La Maison Blanche aurait demandé à María Corina Machado de faire un passage par Washington avant de revenir au Venezuela, selon une récente analyse du journaliste David Alandete, correspondant du journal ABC auprès de la Maison Blanche.
La demande, selon Alandete, répond à l'urgence de l'administration Trump de montrer sa proximité avec l'opposition vénézuélienne à un moment politiquement délicat.
Le déclencheur est l'accord pétrolier impopulaire que Donald Trump a annoncé le 29 août comme « le plus grand accord pétrolier de l'histoire », signé directement avec le régime chaviste dirigé par Delcy Rodríguez.

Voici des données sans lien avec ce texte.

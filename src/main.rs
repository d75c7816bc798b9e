use std::io;
use std::process::ExitCode;

use clap::Parser;
use rand::SeedableRng;
use rand_xoshiro::Xoshiro256PlusPlus;
use tracing::{error, info};
use tracing_subscriber::EnvFilter;

use duel_engine::config::AgentConfig;
use duel_engine::driver::EpisodeDriver;

fn main() -> ExitCode {
    // stdout carries the referee protocol, so logs go to stderr.
    tracing_subscriber::fmt()
        .with_writer(io::stderr)
        .with_env_filter(EnvFilter::try_from_default_env().unwrap_or_else(|_| EnvFilter::new("info")))
        .init();

    let config = AgentConfig::parse();
    if let Err(err) = config.validate() {
        error!(%err, "invalid configuration");
        return ExitCode::FAILURE;
    }

    let rng = match config.seed {
        Some(seed) => Xoshiro256PlusPlus::seed_from_u64(seed),
        None => Xoshiro256PlusPlus::from_entropy(),
    };

    let stdin = io::stdin().lock();
    let stdout = io::stdout().lock();
    match EpisodeDriver::new(config, stdin, stdout, rng).run() {
        Ok(summary) => {
            info!(
                rounds = summary.rounds,
                turns = summary.turns,
                epsilon = summary.epsilon,
                me = %summary.state.me,
                opponent = %summary.state.opponent,
                "match complete"
            );
            ExitCode::SUCCESS
        }
        Err(err) => {
            error!(%err, "match failed");
            ExitCode::FAILURE
        }
    }
}
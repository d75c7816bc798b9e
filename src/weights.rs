use std::fmt;
use std::fs;
use std::io;
use std::path::{Path, PathBuf};

use itertools::Itertools;
use rand::Rng;
use thiserror::Error;
use tracing::{info, warn};

use crate::engine::Action;
use crate::features::{Feature, FeatureVector, NUM_FEATURES};

pub const NUM_WEIGHTS: usize = Action::COUNT * NUM_FEATURES;

#[derive(Error, Debug)]
pub enum PersistenceError {
    #[error("failed to access weight file {path}: {source}")]
    Io {
        path: PathBuf,
        #[source]
        source: io::Error,
    },
    #[error("expected {expected} weights, found {found}")]
    WrongCount { expected: usize, found: usize },
    #[error("weight #{index} is not a number: {token:?}")]
    InvalidNumber { index: usize, token: String },
    #[error("weight #{index} is not finite")]
    NonFinite { index: usize },
}

/// Linear action-value weights, one row per action and one column per feature.
#[derive(Debug, Clone, PartialEq)]
pub struct WeightMatrix {
    rows: [[f64; NUM_FEATURES]; Action::COUNT],
}

impl WeightMatrix {
    pub fn zeros() -> Self {
        WeightMatrix {
            rows: [[0.0; NUM_FEATURES]; Action::COUNT],
        }
    }

    /// Independent uniform values in [0, 1).
    pub fn random<R: Rng + ?Sized>(rng: &mut R) -> Self {
        let mut matrix = WeightMatrix::zeros();
        for cell in matrix.rows.iter_mut().flatten() {
            *cell = rng.gen::<f64>();
        }
        matrix
    }

    /// Builds a matrix from action-major values.
    pub fn from_flat(values: &[f64]) -> Result<Self, PersistenceError> {
        if values.len() != NUM_WEIGHTS {
            return Err(PersistenceError::WrongCount {
                expected: NUM_WEIGHTS,
                found: values.len(),
            });
        }
        if let Some(index) = values.iter().position(|v| !v.is_finite()) {
            return Err(PersistenceError::NonFinite { index });
        }
        let mut matrix = WeightMatrix::zeros();
        for (cell, value) in matrix.rows.iter_mut().flatten().zip(values) {
            *cell = *value;
        }
        Ok(matrix)
    }

    /// Parses the whitespace-separated persistence format.
    pub fn parse(text: &str) -> Result<Self, PersistenceError> {
        let values = text
            .split_whitespace()
            .enumerate()
            .map(|(index, token)| {
                token.parse::<f64>().map_err(|_| PersistenceError::InvalidNumber {
                    index,
                    token: token.to_string(),
                })
            })
            .collect::<Result<Vec<f64>, _>>()?;
        WeightMatrix::from_flat(&values)
    }

    /// One line per action row; `parse` only cares about whitespace.
    pub fn serialize(&self) -> String {
        let mut out = self.rows.iter().map(|row| row.iter().join(" ")).join("\n");
        out.push('\n');
        out
    }

    pub fn get(&self, action: Action, feature: Feature) -> f64 {
        self.rows[action.index()][feature.index()]
    }

    pub fn set(&mut self, action: Action, feature: Feature, value: f64) {
        self.rows[action.index()][feature.index()] = value;
    }

    pub fn row(&self, action: Action) -> &[f64; NUM_FEATURES] {
        &self.rows[action.index()]
    }

    pub fn row_mut(&mut self, action: Action) -> &mut [f64; NUM_FEATURES] {
        &mut self.rows[action.index()]
    }

    /// Action-major iteration over every cell.
    pub fn values(&self) -> impl Iterator<Item = f64> + '_ {
        self.rows.iter().flatten().copied()
    }

    pub fn is_finite(&self) -> bool {
        self.values().all(f64::is_finite)
    }

    /// Estimated value of `action`: the dot product of its row with the features.
    pub fn q_value(&self, action: Action, features: &FeatureVector) -> f64 {
        self.row(action)
            .iter()
            .enumerate()
            .map(|(idx, w)| w * features.value(idx))
            .sum()
    }

    /// Best estimated value over the whole action space.
    pub fn max_q(&self, features: &FeatureVector) -> f64 {
        Action::ALL
            .iter()
            .map(|a| self.q_value(*a, features))
            .fold(f64::NEG_INFINITY, f64::max)
    }
}

impl fmt::Display for WeightMatrix {
    fn fmt(&self, f: &mut fmt::Formatter<'_>) -> fmt::Result {
        write!(f, "{:>9}", "")?;
        for feature in Feature::ALL {
            write!(f, " {:>7}", feature.label())?;
        }
        for action in Action::ALL {
            writeln!(f)?;
            write!(f, "{:>9}", action.name())?;
            for w in self.row(action) {
                write!(f, " {:>7.3}", w)?;
            }
        }
        Ok(())
    }
}

/// File-backed checkpoint of a `WeightMatrix`.
#[derive(Debug, Clone)]
pub struct WeightStore {
    path: PathBuf,
}

impl WeightStore {
    pub fn new(path: impl Into<PathBuf>) -> Self {
        WeightStore { path: path.into() }
    }

    pub fn path(&self) -> &Path {
        &self.path
    }

    /// `Ok(None)` when nothing has been persisted yet.
    pub fn try_load(&self) -> Result<Option<WeightMatrix>, PersistenceError> {
        let text = match fs::read_to_string(&self.path) {
            Ok(text) => text,
            Err(err) if err.kind() == io::ErrorKind::NotFound => return Ok(None),
            Err(source) => {
                return Err(PersistenceError::Io {
                    path: self.path.clone(),
                    source,
                })
            }
        };
        WeightMatrix::parse(&text).map(Some)
    }

    /// Restores the persisted matrix, or starts from random weights when there is
    /// none or it cannot be read. Bad weights are relearned, so this never fails.
    pub fn load<R: Rng + ?Sized>(&self, rng: &mut R) -> WeightMatrix {
        match self.try_load() {
            Ok(Some(weights)) => {
                info!(path = %self.path.display(), "restored weights");
                weights
            }
            Ok(None) => {
                info!(path = %self.path.display(), "no saved weights, cold start");
                WeightMatrix::random(rng)
            }
            Err(err) => {
                warn!(path = %self.path.display(), error = %err, "discarding saved weights, cold start");
                WeightMatrix::random(rng)
            }
        }
    }

    /// Overwrites the file unconditionally.
    pub fn save(&self, weights: &WeightMatrix) -> Result<(), PersistenceError> {
        fs::write(&self.path, weights.serialize()).map_err(|source| PersistenceError::Io {
            path: self.path.clone(),
            source,
        })
    }
}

Le pacte implique 17 champs pétroliers vénézuéliens avec des réserves estimées à environ 65 milliards de barils, d'une durée de 25 ans et une participation américaine de 35 % par l'intermédiaire de l'entreprise North American Blue Energy Partners (NABEP), liée à l'homme d'affaires vénézuélien Alejandro Betancourt, qui a un passé d'enquêtes aux États-Unis, en Suisse et en Espagne.
L'accord a été très impopulaire parmi la diaspora vénézuélienne en Floride, un électorat clé pour les républicains en vue des élections de mi-mandat du 3 novembre, lors desquelles la Chambre des représentants et un tiers du Sénat seront renouvelés.
«Maintenant, on souhaite que María Corina Machado vienne à Washington, qu'elle soit ici et qu'elle exprime d'une certaine manière son soutien à cet accord dont dépend désormais Donald Trump», a expliqué Alandete, qui a précisé que «d'ici, de Washington, il a été suggéré à María Corina Machado et à son équipe qu'avant de revenir au Venezuela, elle passe par ici».
Machado a rompu son silence sur l'accord le 3 septembre en exprimant « tristesse et colère », et a posé des questions directes : qui signe exactement le pacte, quelles garanties existent, quels avantages reçoit le Venezuela et quel contrôle réel les Vénézuéliens ont-ils sur leurs propres ressources.
«Le patrimoine du sol vénézuélien n’appartient à aucun régime illégitime», a affirmé la dirigeante de l'opposition, ajoutant que «pour attirer de véritables investissements, il ne suffit pas d'argent, il faut de la légitimité, il faut un État de droit, il faut de la transparence, il faut de la sécurité juridique».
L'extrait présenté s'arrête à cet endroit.